» **What you have to do**: Search term "application": copy each line of the data containing it.

+++++

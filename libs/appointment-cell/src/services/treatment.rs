use reqwest::Method;
use serde_json::{json, Value};
use tracing::{debug, info};
use uuid::Uuid;

use shared_config::AppConfig;
use shared_database::supabase::SupabaseClient;
use shared_models::auth::AuthUser;

use crate::models::{
    Appointment, AppointmentError, Payment, PaymentStatus, RecordPaymentRequest,
    SaveTreatmentRequest, Treatment, TreatmentOutcome,
};
use crate::services::policy::{AccessPolicy, Capability};

pub struct TreatmentService {
    supabase: SupabaseClient,
    policy: AccessPolicy,
}

impl TreatmentService {
    pub fn new(config: &AppConfig) -> Self {
        Self {
            supabase: SupabaseClient::new(config),
            policy: AccessPolicy::new(config),
        }
    }

    /// Create or update the single treatment record of an appointment.
    /// Only the doctor the appointment is booked with may write it.
    ///
    /// The store procedure upserts the treatment, advances a Scheduled
    /// appointment to Completed and flips a pending payment to paid in
    /// one transaction: all three changes land or none do.
    pub async fn save_treatment(
        &self,
        actor: &AuthUser,
        appointment_id: Uuid,
        request: SaveTreatmentRequest,
        auth_token: &str,
    ) -> Result<TreatmentOutcome, AppointmentError> {
        let appointment = self.fetch_appointment(appointment_id, auth_token).await?;

        self.policy
            .require_owning_doctor(actor, &appointment, auth_token)
            .await?;

        if request.diagnosis.trim().is_empty() {
            return Err(AppointmentError::Validation(
                "diagnosis must not be empty".to_string(),
            ));
        }

        let params = json!({
            "appointment_id": appointment_id,
            "diagnosis": request.diagnosis,
            "prescription": request.prescription,
            "notes": request.notes,
        });

        let outcome: TreatmentOutcome = self
            .supabase
            .rpc("record_treatment", params, Some(auth_token))
            .await
            .map_err(|e| AppointmentError::Database(e.to_string()))?;

        info!(
            "Treatment saved for appointment {}; appointment now {}, payment {:?}",
            appointment_id, outcome.appointment_status, outcome.payment_status
        );
        Ok(outcome)
    }

    pub async fn get_treatment(
        &self,
        actor: &AuthUser,
        appointment_id: Uuid,
        auth_token: &str,
    ) -> Result<Treatment, AppointmentError> {
        let appointment = self.fetch_appointment(appointment_id, auth_token).await?;

        self.policy
            .require_participant_or_admin(actor, &appointment, auth_token)
            .await?;

        let path = format!("/rest/v1/treatments?appointment_id=eq.{}", appointment_id);
        let result: Vec<Value> = self
            .supabase
            .request(Method::GET, &path, Some(auth_token), None)
            .await
            .map_err(|e| AppointmentError::Database(e.to_string()))?;

        let row = result
            .into_iter()
            .next()
            .ok_or(AppointmentError::TreatmentNotFound)?;
        serde_json::from_value(row).map_err(|e| AppointmentError::Database(e.to_string()))
    }

    /// Admin billing: open the single payment record of an appointment in
    /// pending state. Save-treatment later flips it to paid.
    pub async fn record_payment(
        &self,
        actor: &AuthUser,
        appointment_id: Uuid,
        request: RecordPaymentRequest,
        auth_token: &str,
    ) -> Result<Payment, AppointmentError> {
        self.policy.require(Capability::AdminOnly, actor)?;

        if request.amount <= 0.0 {
            return Err(AppointmentError::Validation(
                "amount must be positive".to_string(),
            ));
        }

        // The appointment must exist; the 0..1 payment invariant is also
        // enforced by a unique constraint in the store.
        self.fetch_appointment(appointment_id, auth_token).await?;

        let existing = self.find_payment(appointment_id, auth_token).await?;
        if existing.is_some() {
            return Err(AppointmentError::PaymentAlreadyRecorded);
        }

        let payment_data = json!({
            "appointment_id": appointment_id,
            "amount": request.amount,
            "status": PaymentStatus::Pending,
        });

        let mut headers = reqwest::header::HeaderMap::new();
        headers.insert(
            "Prefer",
            reqwest::header::HeaderValue::from_static("return=representation"),
        );

        let result: Vec<Value> = self
            .supabase
            .request_with_headers(
                Method::POST,
                "/rest/v1/payments",
                Some(auth_token),
                Some(payment_data),
                Some(headers),
            )
            .await
            .map_err(|e| AppointmentError::Database(e.to_string()))?;

        let row = result
            .into_iter()
            .next()
            .ok_or_else(|| AppointmentError::Database("Failed to record payment".to_string()))?;

        let payment: Payment =
            serde_json::from_value(row).map_err(|e| AppointmentError::Database(e.to_string()))?;

        info!(
            "Payment of {} recorded for appointment {}",
            payment.amount, appointment_id
        );
        Ok(payment)
    }

    pub async fn get_payment(
        &self,
        actor: &AuthUser,
        appointment_id: Uuid,
        auth_token: &str,
    ) -> Result<Payment, AppointmentError> {
        let appointment = self.fetch_appointment(appointment_id, auth_token).await?;

        self.policy
            .require_owning_patient_or_admin(actor, &appointment, auth_token)
            .await?;

        self.find_payment(appointment_id, auth_token)
            .await?
            .ok_or(AppointmentError::PaymentNotFound)
    }

    // Private helpers

    async fn fetch_appointment(
        &self,
        appointment_id: Uuid,
        auth_token: &str,
    ) -> Result<Appointment, AppointmentError> {
        let path = format!("/rest/v1/appointments?id=eq.{}", appointment_id);
        let result: Vec<Value> = self
            .supabase
            .request(Method::GET, &path, Some(auth_token), None)
            .await
            .map_err(|e| AppointmentError::Database(e.to_string()))?;

        let row = result.into_iter().next().ok_or(AppointmentError::NotFound)?;
        serde_json::from_value(row).map_err(|e| AppointmentError::Database(e.to_string()))
    }

    async fn find_payment(
        &self,
        appointment_id: Uuid,
        auth_token: &str,
    ) -> Result<Option<Payment>, AppointmentError> {
        debug!("Fetching payment for appointment {}", appointment_id);

        let path = format!("/rest/v1/payments?appointment_id=eq.{}", appointment_id);
        let result: Vec<Value> = self
            .supabase
            .request(Method::GET, &path, Some(auth_token), None)
            .await
            .map_err(|e| AppointmentError::Database(e.to_string()))?;

        match result.into_iter().next() {
            Some(row) => serde_json::from_value(row)
                .map(Some)
                .map_err(|e| AppointmentError::Database(e.to_string())),
            None => Ok(None),
        }
    }
}
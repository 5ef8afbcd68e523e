use std::sync::Arc;

use axum::{
    body::Body,
    http::{Request, StatusCode},
    Router,
};
use serde_json::{json, Value};
use tower::ServiceExt;
use uuid::Uuid;
use wiremock::matchers::{method, path, query_param};
use wiremock::{Mock, MockServer, ResponseTemplate};

use appointment_cell::router::appointment_routes;
use shared_config::AppConfig;
use shared_utils::test_utils::{JwtTestUtils, MockStoreResponses, TestConfig, TestUser};

// 2024-01-01 was a Monday; the standard test doctor works Mon-Fri, 9-5.
const MONDAY_10AM: &str = "2024-01-01T10:00:00Z";
const MONDAY_5PM: &str = "2024-01-01T17:00:00Z";
const SATURDAY_10AM: &str = "2024-01-06T10:00:00Z";

fn test_config(mock_server: &MockServer) -> AppConfig {
    TestConfig::with_store_url(&mock_server.uri()).to_app_config()
}

fn create_test_app(config: AppConfig) -> Router {
    appointment_routes(Arc::new(config))
}

async fn mock_patient_profile(mock_server: &MockServer, user: &TestUser, patient_id: Uuid) {
    Mock::given(method("GET"))
        .and(path("/rest/v1/patients"))
        .and(query_param("user_id", format!("eq.{}", user.id)))
        .respond_with(ResponseTemplate::new(200).set_body_json(json!([
            MockStoreResponses::patient_row(patient_id, user.id, 1)
        ])))
        .mount(mock_server)
        .await;
}

async fn mock_doctor_profile(mock_server: &MockServer, doctor_id: Uuid, availability: &str) {
    Mock::given(method("GET"))
        .and(path("/rest/v1/doctors"))
        .and(query_param("id", format!("eq.{}", doctor_id)))
        .respond_with(ResponseTemplate::new(200).set_body_json(json!([
            MockStoreResponses::doctor_row(doctor_id, Uuid::new_v4(), "Cardiology", availability)
        ])))
        .mount(mock_server)
        .await;
}

async fn mock_doctor_owned_by(mock_server: &MockServer, user: &TestUser, doctor_id: Uuid) {
    Mock::given(method("GET"))
        .and(path("/rest/v1/doctors"))
        .and(query_param("user_id", format!("eq.{}", user.id)))
        .respond_with(ResponseTemplate::new(200).set_body_json(json!([
            MockStoreResponses::doctor_row(doctor_id, user.id, "Cardiology", "Mon-Fri, 9 AM - 5 PM")
        ])))
        .mount(mock_server)
        .await;
}

async fn mock_appointment(
    mock_server: &MockServer,
    appointment_id: Uuid,
    patient_id: Uuid,
    doctor_id: Uuid,
    status: &str,
) {
    Mock::given(method("GET"))
        .and(path("/rest/v1/appointments"))
        .and(query_param("id", format!("eq.{}", appointment_id)))
        .respond_with(ResponseTemplate::new(200).set_body_json(json!([
            MockStoreResponses::appointment_row(appointment_id, patient_id, doctor_id, MONDAY_10AM, status)
        ])))
        .mount(mock_server)
        .await;
}

fn authed_request(method: &str, uri: &str, token: &str, body: Option<Value>) -> Request<Body> {
    let builder = Request::builder()
        .method(method)
        .uri(uri)
        .header("authorization", format!("Bearer {}", token))
        .header("content-type", "application/json");

    match body {
        Some(value) => builder.body(Body::from(value.to_string())).unwrap(),
        None => builder.body(Body::empty()).unwrap(),
    }
}

async fn body_json(response: axum::response::Response) -> Value {
    let bytes = axum::body::to_bytes(response.into_body(), usize::MAX)
        .await
        .unwrap();
    serde_json::from_slice(&bytes).unwrap()
}
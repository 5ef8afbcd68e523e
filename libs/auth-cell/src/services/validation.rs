use regex::Regex;

use crate::models::{AuthError, BLOOD_GROUPS};

pub fn require_non_empty(field: &str, value: &str) -> Result<(), AuthError> {
    if value.trim().is_empty() {
        return Err(AuthError::validation(field, "must not be empty"));
    }
    Ok(())
}

pub fn validate_email(email: &str) -> Result<(), AuthError> {
    let email_regex = Regex::new(r"^[a-zA-Z0-9._%+-]+@[a-zA-Z0-9.-]+\.[a-zA-Z]{2,}$")
        .expect("email pattern is valid");

    if !email_regex.is_match(email) || email.len() > 254 {
        return Err(AuthError::validation("email", "is not a valid email address"));
    }
    Ok(())
}

/// Phone numbers are stored as exactly 10 characters.
pub fn validate_phone(phone: &str) -> Result<(), AuthError> {
    if phone.len() != 10 {
        return Err(AuthError::validation("phone", "must be exactly 10 characters"));
    }
    Ok(())
}

pub fn validate_blood_group(blood_group: &str) -> Result<(), AuthError> {
    if !BLOOD_GROUPS.contains(&blood_group) {
        return Err(AuthError::validation(
            "blood_group",
            "must be one of the 8 ABO/Rh combinations",
        ));
    }
    Ok(())
}
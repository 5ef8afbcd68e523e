use tracing::{debug, warn};

use crate::models::AppointmentStatus;

/// Owns the appointment state machine: Scheduled -> {Completed, Cancelled},
/// both of which are terminal.
pub struct AppointmentLifecycleService;

impl AppointmentLifecycleService {
    pub fn new() -> Self {
        Self
    }

    /// Get all valid next statuses for a given current status
    pub fn valid_transitions(&self, current: &AppointmentStatus) -> Vec<AppointmentStatus> {
        match current {
            AppointmentStatus::Scheduled => vec![
                AppointmentStatus::Completed,
                AppointmentStatus::Cancelled,
            ],
            // Terminal states - no transitions out
            AppointmentStatus::Completed => vec![],
            AppointmentStatus::Cancelled => vec![],
        }
    }

    pub fn can_transition(&self, current: &AppointmentStatus, next: &AppointmentStatus) -> bool {
        self.valid_transitions(current).contains(next)
    }

    /// Decide what a requested status change amounts to. Re-marking a
    /// terminal appointment, or asking for the status it already has, is
    /// a deliberate no-op rather than an error; the reference workflow
    /// tolerates repeated cancels from stale dashboards.
    pub fn plan_transition(
        &self,
        current: &AppointmentStatus,
        requested: &AppointmentStatus,
    ) -> TransitionPlan {
        if current == requested {
            debug!("Appointment already {}, nothing to do", current);
            return TransitionPlan::NoOp;
        }

        if current.is_terminal() {
            warn!(
                "Ignoring status change {} -> {} on a terminal appointment",
                current, requested
            );
            return TransitionPlan::NoOp;
        }

        if self.can_transition(current, requested) {
            TransitionPlan::Apply(*requested)
        } else {
            TransitionPlan::Rejected
        }
    }
}

impl Default for AppointmentLifecycleService {
    fn default() -> Self {
        Self::new()
    }
}

#[derive(Debug, Clone, Copy, PartialEq, Eq)]
pub enum TransitionPlan {
    /// Write the new status.
    Apply(AppointmentStatus),
    /// Leave the record untouched and report success.
    NoOp,
    /// The edge is not in the state machine.
    Rejected,
}
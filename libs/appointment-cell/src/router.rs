use std::sync::Arc;

use axum::{
    middleware,
    routing::{get, patch, post, put},
    Router,
};

use shared_config::AppConfig;
use shared_utils::extractor::auth_middleware;

use crate::handlers;

pub fn appointment_routes(state: Arc<AppConfig>) -> Router {
    Router::new()
        .route("/", post(handlers::create_appointment))
        .route("/", get(handlers::list_appointments))
        .route("/{appointment_id}", get(handlers::get_appointment))
        .route("/{appointment_id}/reschedule", patch(handlers::reschedule_appointment))
        .route("/{appointment_id}/cancel", post(handlers::cancel_appointment))
        .route("/{appointment_id}/status", patch(handlers::mark_status))
        .route("/{appointment_id}/treatment", put(handlers::save_treatment))
        .route("/{appointment_id}/treatment", get(handlers::get_treatment))
        .route("/{appointment_id}/payment", post(handlers::record_payment))
        .route("/{appointment_id}/payment", get(handlers::get_payment))
        .layer(middleware::from_fn_with_state(state.clone(), auth_middleware))
        .with_state(state)
}
use reqwest::Method;
use serde_json::Value;
use tracing::{debug, info};
use uuid::Uuid;

use shared_config::AppConfig;
use shared_database::supabase::SupabaseClient;

use crate::models::{Patient, PatientDirectoryEntry, PatientError};

pub struct PatientService {
    supabase: SupabaseClient,
}

impl PatientService {
    pub fn new(config: &AppConfig) -> Self {
        Self {
            supabase: SupabaseClient::new(config),
        }
    }

    pub async fn get_patient(&self, patient_id: Uuid, auth_token: &str) -> Result<Patient, PatientError> {
        debug!("Fetching patient profile: {}", patient_id);

        let path = format!("/rest/v1/patients?id=eq.{}", patient_id);
        let result: Vec<Value> = self
            .supabase
            .request(Method::GET, &path, Some(auth_token), None)
            .await
            .map_err(|e| PatientError::Database(e.to_string()))?;

        let row = result.into_iter().next().ok_or(PatientError::NotFound)?;
        serde_json::from_value(row).map_err(|e| PatientError::Database(e.to_string()))
    }

    /// Resolve the patient profile owned by an account. Ownership checks
    /// always derive the profile id from this lookup, never from ids in
    /// the request body.
    pub async fn get_patient_by_user(&self, user_id: Uuid, auth_token: &str) -> Result<Patient, PatientError> {
        let path = format!("/rest/v1/patients?user_id=eq.{}", user_id);
        let result: Vec<Value> = self
            .supabase
            .request(Method::GET, &path, Some(auth_token), None)
            .await
            .map_err(|e| PatientError::Database(e.to_string()))?;

        let row = result.into_iter().next().ok_or(PatientError::NotFound)?;
        serde_json::from_value(row).map_err(|e| PatientError::Database(e.to_string()))
    }

    /// Remove a patient from the roster by deleting the owning account.
    /// The store cascades to the profile, its appointments and their
    /// treatments and payments.
    pub async fn delete_patient(&self, patient_id: Uuid, auth_token: &str) -> Result<(), PatientError> {
        let patient = self.get_patient(patient_id, auth_token).await?;

        let path = format!("/rest/v1/users?id=eq.{}", patient.user_id);
        let _: Vec<Value> = self
            .supabase
            .request(Method::DELETE, &path, Some(auth_token), None)
            .await
            .map_err(|e| PatientError::Database(e.to_string()))?;

        info!("Patient {} removed from roster", patient_id);
        Ok(())
    }

    /// Filtered patient directory. The full view is fetched and the query
    /// predicate applied in memory; an empty query is the unfiltered
    /// listing.
    pub async fn search_patients(
        &self,
        query: &str,
        auth_token: &str,
    ) -> Result<Vec<PatientDirectoryEntry>, PatientError> {
        debug!("Searching patient directory with query '{}'", query);

        let path = "/rest/v1/patient_directory?order=medical_record_number.asc";
        let result: Vec<Value> = self
            .supabase
            .request(Method::GET, path, Some(auth_token), None)
            .await
            .map_err(|e| PatientError::Database(e.to_string()))?;

        let entries: Vec<PatientDirectoryEntry> = result
            .into_iter()
            .map(serde_json::from_value)
            .collect::<Result<_, _>>()
            .map_err(|e| PatientError::Database(e.to_string()))?;

        Ok(entries
            .into_iter()
            .filter(|entry| entry.matches(query))
            .collect())
    }
}
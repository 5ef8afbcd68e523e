use serde::{Deserialize, Serialize};
use uuid::Uuid;

#[derive(Debug, Clone, Serialize, Deserialize)]
pub struct Patient {
    pub id: Uuid,
    pub user_id: Uuid,
    /// Server-assigned sequential record number, the human-facing patient
    /// identifier used by directory search.
    pub medical_record_number: i64,
    pub age: i32,
    pub gender: String,
    pub blood_group: String,
    pub phone: String,
    pub address: String,
}

/// Row of the `patient_directory` store view: the patient profile joined
/// with its account name and email.
#[derive(Debug, Clone, Serialize, Deserialize)]
pub struct PatientDirectoryEntry {
    pub patient_id: Uuid,
    pub user_id: Uuid,
    pub medical_record_number: i64,
    pub name: String,
    pub email: String,
    pub age: i32,
    pub gender: String,
    pub blood_group: String,
    pub phone: String,
    pub address: String,
}

impl PatientDirectoryEntry {
    /// Case-insensitive substring match against name OR phone, plus an
    /// exact record-number match when the query parses as an integer.
    /// One OR pass per row, so a patient matching several predicates
    /// still appears once. Empty or whitespace queries match everything.
    pub fn matches(&self, query: &str) -> bool {
        let trimmed = query.trim();
        if trimmed.is_empty() {
            return true;
        }

        let lowered = trimmed.to_lowercase();
        if self.name.to_lowercase().contains(&lowered) || self.phone.contains(trimmed) {
            return true;
        }

        trimmed
            .parse::<i64>()
            .map(|number| number == self.medical_record_number)
            .unwrap_or(false)
    }
}

#[derive(Debug, Clone, Deserialize)]
pub struct DirectorySearchQuery {
    #[serde(default)]
    pub q: String,
}

#[derive(Debug, thiserror::Error)]
pub enum PatientError {
    #[error("Patient not found")]
    NotFound,

    #[error("Not authorized to access this patient profile")]
    Unauthorized,

    #[error("Database error: {0}")]
    Database(String),
}
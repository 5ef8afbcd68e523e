use anyhow::{anyhow, Result};
use reqwest::{
    header::{HeaderMap, HeaderValue, AUTHORIZATION, CONTENT_TYPE},
    Client, Method,
};
use serde::de::DeserializeOwned;
use serde_json::Value;
use tracing::{debug, error};

use shared_config::AppConfig;

/// Thin PostgREST client. Table reads and writes go through `request`;
/// multi-record logical operations go through `rpc`, which the store runs
/// as a single transaction so a mid-operation failure leaves no partial
/// rows.
pub struct SupabaseClient {
    client: Client,
    base_url: String,
    anon_key: String,
}

impl SupabaseClient {
    pub fn new(config: &AppConfig) -> Self {
        Self {
            client: Client::new(),
            base_url: config.supabase_url.clone(),
            anon_key: config.supabase_anon_key.clone(),
        }
    }

    fn get_headers(&self, auth_token: Option<&str>) -> HeaderMap {
        let mut headers = HeaderMap::new();

        if let Ok(key) = HeaderValue::from_str(&self.anon_key) {
            headers.insert("apikey", key);
        }
        headers.insert(CONTENT_TYPE, HeaderValue::from_static("application/json"));

        if let Some(token) = auth_token {
            if let Ok(bearer) = HeaderValue::from_str(&format!("Bearer {}", token)) {
                headers.insert(AUTHORIZATION, bearer);
            }
        }

        headers
    }

    pub async fn request<T>(
        &self,
        method: Method,
        path: &str,
        auth_token: Option<&str>,
        body: Option<Value>,
    ) -> Result<T>
    where
        T: DeserializeOwned,
    {
        self.request_with_headers(method, path, auth_token, body, None)
            .await
    }

    pub async fn request_with_headers<T>(
        &self,
        method: Method,
        path: &str,
        auth_token: Option<&str>,
        body: Option<Value>,
        extra_headers: Option<HeaderMap>,
    ) -> Result<T>
    where
        T: DeserializeOwned,
    {
        let url = format!("{}{}", self.base_url, path);
        debug!("Making request to {}", url);

        let mut headers = self.get_headers(auth_token);
        if let Some(extra) = extra_headers {
            headers.extend(extra);
        }

        let mut req = self.client.request(method, &url).headers(headers);

        if let Some(body_data) = body {
            req = req.json(&body_data);
        }

        let response = req.send().await?;

        let status = response.status();
        if !status.is_success() {
            let error_text = response.text().await?;
            error!("Store error ({}): {}", status, error_text);

            return Err(match status.as_u16() {
                401 | 403 => anyhow!("Authentication error: {}", error_text),
                404 => anyhow!("Resource not found: {}", error_text),
                409 => anyhow!("Conflict: {}", error_text),
                _ => anyhow!("Store error ({}): {}", status, error_text),
            });
        }

        let data = response.json::<T>().await?;
        Ok(data)
    }

    /// Call a stored procedure under `/rest/v1/rpc/`. PostgREST executes
    /// the function body inside one transaction.
    pub async fn rpc<T>(&self, function: &str, params: Value, auth_token: Option<&str>) -> Result<T>
    where
        T: DeserializeOwned,
    {
        let path = format!("/rest/v1/rpc/{}", function);
        self.request(Method::POST, &path, auth_token, Some(params))
            .await
    }

    pub fn get_base_url(&self) -> &str {
        &self.base_url
    }
}
use base64::{engine::general_purpose::URL_SAFE_NO_PAD, Engine};
use chrono::{Duration, TimeZone, Utc};
use hmac::{Hmac, Mac};
use serde_json::json;
use sha2::Sha256;
use tracing::debug;
use uuid::Uuid;

use shared_models::auth::{AuthUser, JwtClaims, Role};

type HmacSha256 = Hmac<Sha256>;

const TOKEN_LIFETIME_HOURS: i64 = 24;

/// Issue a session token for an authenticated account.
pub fn sign_token(
    user_id: Uuid,
    email: &str,
    role: Role,
    jwt_secret: &str,
) -> Result<String, String> {
    if jwt_secret.is_empty() {
        return Err("JWT secret is not set".to_string());
    }

    let now = Utc::now();
    let exp = now + Duration::hours(TOKEN_LIFETIME_HOURS);

    let header = json!({ "alg": "HS256", "typ": "JWT" });
    let claims = json!({
        "sub": user_id.to_string(),
        "email": email,
        "role": role,
        "iat": now.timestamp(),
        "exp": exp.timestamp(),
    });

    let header_b64 = URL_SAFE_NO_PAD.encode(header.to_string());
    let claims_b64 = URL_SAFE_NO_PAD.encode(claims.to_string());
    let signing_input = format!("{}.{}", header_b64, claims_b64);

    let mut mac = HmacSha256::new_from_slice(jwt_secret.as_bytes())
        .map_err(|_| "Failed to create HMAC".to_string())?;
    mac.update(signing_input.as_bytes());
    let signature = URL_SAFE_NO_PAD.encode(mac.finalize().into_bytes());

    Ok(format!("{}.{}", signing_input, signature))
}

pub fn validate_token(token: &str, jwt_secret: &str) -> Result<AuthUser, String> {
    if jwt_secret.is_empty() {
        return Err("JWT secret is not set".to_string());
    }

    // Split token into parts
    let parts: Vec<&str> = token.split('.').collect();
    if parts.len() != 3 {
        return Err("Invalid token format".to_string());
    }

    let header_b64 = parts[0];
    let claims_b64 = parts[1];
    let signature_b64 = parts[2];

    let signature = match URL_SAFE_NO_PAD.decode(signature_b64) {
        Ok(sig) => sig,
        Err(e) => {
            debug!("Failed to decode signature: {}", e);
            return Err("Invalid signature encoding".to_string());
        }
    };

    let signing_input = format!("{}.{}", header_b64, claims_b64);

    let mut mac = match HmacSha256::new_from_slice(jwt_secret.as_bytes()) {
        Ok(m) => m,
        Err(_) => return Err("Failed to create HMAC".to_string()),
    };
    mac.update(signing_input.as_bytes());

    if mac.verify_slice(&signature).is_err() {
        debug!("Token signature verification failed");
        return Err("Invalid token signature".to_string());
    }

    // Decode claims
    let claims_json = match URL_SAFE_NO_PAD.decode(claims_b64) {
        Ok(bytes) => match String::from_utf8(bytes) {
            Ok(json_str) => json_str,
            Err(_) => return Err("Invalid claims encoding".to_string()),
        },
        Err(_) => return Err("Invalid claims encoding".to_string()),
    };

    let claims: JwtClaims = match serde_json::from_str(&claims_json) {
        Ok(c) => c,
        Err(e) => {
            debug!("Failed to parse claims: {}", e);
            return Err("Invalid claims format".to_string());
        }
    };

    // Check expiration
    if let Some(exp) = claims.exp {
        let now = Utc::now().timestamp() as u64;
        if exp < now {
            debug!("Token expired at {} (now: {})", exp, now);
            return Err("Token expired".to_string());
        }
    }

    let user_id = Uuid::parse_str(&claims.sub)
        .map_err(|_| "Invalid subject claim".to_string())?;

    let role = claims.role.ok_or_else(|| "Missing role claim".to_string())?;

    let created_at = claims
        .iat
        .and_then(|timestamp| Utc.timestamp_opt(timestamp as i64, 0).single());

    let user = AuthUser {
        user_id,
        email: claims.email,
        role,
        created_at,
    };

    debug!("Token validated successfully for user: {}", user.user_id);
    Ok(user)
}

+++++

» **Answer to this exercise**:
        .header("content-type", "application/json");
        headers.insert(CONTENT_TYPE, HeaderValue::from_static("application/json"));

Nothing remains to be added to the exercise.